DATASET RECORDS:
○ ○ ○ ○ ○

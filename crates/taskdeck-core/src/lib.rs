pub mod categories;
pub mod cli;
pub mod commands;
pub mod config;
pub mod datastore;
pub mod datetime;
pub mod error;
pub mod filter;
pub mod render;
pub mod sort;
pub mod stats;
pub mod store;
pub mod task;
pub mod view;

use std::ffi::OsString;

use anyhow::Context;
use chrono::Utc;
use clap::Parser;
use tracing::{
  debug,
  info
};

#[tracing::instrument(skip_all)]
pub fn run(
  raw_args: Vec<OsString>
) -> anyhow::Result<()> {
  let cli =
    cli::GlobalCli::parse_from(raw_args);

  cli::init_tracing(
    cli.verbose,
    cli.quiet
  )?;

  info!(
    verbose = cli.verbose,
    quiet = cli.quiet,
    "starting taskdeck CLI"
  );

  let mut cfg = config::Config::load(
    cli.config.as_deref()
  )?;
  cfg.apply_overrides(
    cli
      .rc_overrides
      .into_iter()
      .map(|kv| (kv.key, kv.value))
  )?;

  let data_dir = cfg
    .data_dir(cli.data.as_deref())
    .context(
      "failed to resolve data \
       directory"
    )?;

  let datastore =
    datastore::DataStore::open(
      &data_dir
    )
    .with_context(|| {
      format!(
        "failed to open datastore at \
         {}",
        data_dir.display()
      )
    })?;

  let mut store =
    store::TaskStore::open(datastore);
  store.set_filter(
    commands::default_filter(&cfg)
  );
  store.set_sort_mode(cfg.default_sort());

  let renderer =
    render::Renderer::new(&cfg);
  let command =
    cli.command.unwrap_or_else(|| {
      cli::Command::List(
        cli::ListArgs::default()
      )
    });
  debug!(?command, "resolved command");

  commands::dispatch(
    &mut store,
    &cfg,
    &renderer,
    command,
    Utc::now()
  )?;

  info!("done");
  Ok(())
}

○ ○ ○ ○ ○

TASK TO CARRY OUT:
Beginning with the first line of the listing above, print each line exactly until you have printed the line that contains "let data_dir = cfg".

TASK OUTPUT:
filename crates/taskdeck-core/src/lib.rs
pub mod categories;
pub mod cli;
pub mod commands;
pub mod config;
pub mod datastore;
pub mod datetime;
pub mod error;
pub mod filter;
pub mod render;
pub mod sort;
pub mod stats;
pub mod store;
pub mod task;
pub mod view;

use std::ffi::OsString;

use anyhow::Context;
use chrono::Utc;
use clap::Parser;
use tracing::{
  debug,
  info
};

#[tracing::instrument(skip_all)]
pub fn run(
  raw_args: Vec<OsString>
) -> anyhow::Result<()> {
  let cli =
    cli::GlobalCli::parse_from(raw_args);

  cli::init_tracing(
    cli.verbose,
    cli.quiet
  )?;

  info!(
    verbose = cli.verbose,
    quiet = cli.quiet,
    "starting taskdeck CLI"
  );

  let mut cfg = config::Config::load(
    cli.config.as_deref()
  )?;
  cfg.apply_overrides(
    cli
      .rc_overrides
      .into_iter()
      .map(|kv| (kv.key, kv.value))
  )?;

  let data_dir = cfg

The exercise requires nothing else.